# TESMTH - (Holt-Winters's) Triple Exponential Smoothing

Returns the (Holt-Winters) triple exponential smoothing out-of-sample forecast estimate.

## Syntax

TESMTH(X, Order, Alpha, Beta, Gamma, L, Optimize, T, Return Type)

X is the univariate time series data (a one-dimensional array of cells (e.g. rows or columns)).

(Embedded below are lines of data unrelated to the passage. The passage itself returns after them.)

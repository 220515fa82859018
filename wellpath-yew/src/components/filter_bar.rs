use crate::hooks::use_timeline;
use chrono::NaiveDate;
use std::str::FromStr;
use wellpath_core::domain::date_key;
use wellpath_core::{ChallengeType, ProcessStatus, TimelineCommand};
use yew::prelude::*;

/// Empty select value means "no filter"
fn parse_option<T: FromStr>(value: &str) -> Option<T> {
    if value.is_empty() {
        None
    } else {
        value.parse().ok()
    }
}

fn parse_date(value: &str) -> Option<NaiveDate> {
    NaiveDate::parse_from_str(value, "%Y-%m-%d").ok()
}

const MARKED_DATES_ID: &str = "wellpath-marked-dates";

/// `min`/`max` for the date input: first and last day that has a step
fn date_bounds(marked: &[NaiveDate]) -> (Option<String>, Option<String>) {
    (
        marked.iter().min().copied().map(date_key),
        marked.iter().max().copied().map(date_key),
    )
}

/// Status, type and date filters plus the projection switch
#[function_component(FilterBar)]
pub fn filter_bar() -> Html {
    let timeline = use_timeline();
    let filters = &timeline.snapshot.filters;

    let on_status = {
        let send_command = timeline.send_command.clone();
        Callback::from(move |e: Event| {
            let select: web_sys::HtmlSelectElement = e.target_unchecked_into();
            send_command(TimelineCommand::SetProcessStatusFilter(parse_option::<
                ProcessStatus,
            >(&select.value())));
        })
    };

    let on_type = {
        let send_command = timeline.send_command.clone();
        Callback::from(move |e: Event| {
            let select: web_sys::HtmlSelectElement = e.target_unchecked_into();
            send_command(TimelineCommand::SetChallengeTypeFilter(parse_option::<
                ChallengeType,
            >(&select.value())));
        })
    };

    let on_date = {
        let send_command = timeline.send_command.clone();
        Callback::from(move |e: Event| {
            let input: web_sys::HtmlInputElement = e.target_unchecked_into();
            send_command(TimelineCommand::SelectDate(parse_date(&input.value())));
        })
    };

    let on_projection = {
        let send_command = timeline.send_command.clone();
        Callback::from(move |_: MouseEvent| send_command(TimelineCommand::ToggleProjection))
    };

    let on_clear = {
        let send_command = timeline.send_command.clone();
        Callback::from(move |_: MouseEvent| send_command(TimelineCommand::ClearFilters))
    };

    let selected_status = filters.process_status();
    let selected_type = filters.challenge_type();
    let selected_date = filters
        .selected_date()
        .map(date_key)
        .unwrap_or_default();
    let marked_dates = timeline.snapshot.marked_dates();
    let (min_date, max_date) = date_bounds(&marked_dates);

    html! {
        <div class="wellpath-filter-bar">
            <button
                class={classes!(
                    "wellpath-filter-bar__projection",
                    filters.show_by_challenge().then_some("by-challenge")
                )}
                onclick={on_projection}
            >
                {if filters.show_by_challenge() { "By challenge" } else { "By date" }}
            </button>

            // Status only narrows the "by challenge" projection
            {if filters.show_by_challenge() {
                html! {
                    <select class="wellpath-filter-bar__status" onchange={on_status}>
                        <option value="" selected={selected_status.is_none()}>{"All statuses"}</option>
                        {for ProcessStatus::ALL.into_iter().map(|status| html! {
                            <option
                                value={status.as_str()}
                                selected={selected_status == Some(status)}
                            >
                                {status.label()}
                            </option>
                        })}
                    </select>
                }
            } else {
                html! {}
            }}

            <select class="wellpath-filter-bar__type" onchange={on_type}>
                <option value="" selected={selected_type.is_none()}>{"All lengths"}</option>
                {for ChallengeType::ALL.into_iter().map(|challenge_type| html! {
                    <option
                        value={challenge_type.as_str()}
                        selected={selected_type == Some(challenge_type)}
                    >
                        {challenge_type.label()}
                    </option>
                })}
            </select>

            <input
                class="wellpath-filter-bar__date"
                type="date"
                list={MARKED_DATES_ID}
                min={min_date}
                max={max_date}
                value={selected_date}
                onchange={on_date}
            />
            <datalist id={MARKED_DATES_ID}>
                {for marked_dates.into_iter().map(|date| html! {
                    <option value={date_key(date)} />
                })}
            </datalist>

            <button
                class="wellpath-btn wellpath-btn--secondary"
                disabled={filters.is_empty()}
                onclick={on_clear}
            >
                {"Clear filters"}
            </button>
        </div>
    }
}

Order is the time order in the data series (i.e. the first data point's corresponding date (earliest date=1 (default), latest date=0)).

Order Description
1 ascending (the first data point corresponds to the earliest date) (default)
0 descending (the first data point corresponds to the latest date)

Alpha is the level smoothing factor (alpha should be between zero(0) and one(1) (exclusive)). If missing or omitted, 0.333 value is used.

Beta is the trend smoothing factor (beta should be between zero(0) and one(1) (exclusive)). If missing or omitted, 0.333 value is used.

Gamma is the seasonal change smoothing factor (gamma should be between zero(0) and One(1) (exclusive)). If missing or omitted, 0.50 value is used.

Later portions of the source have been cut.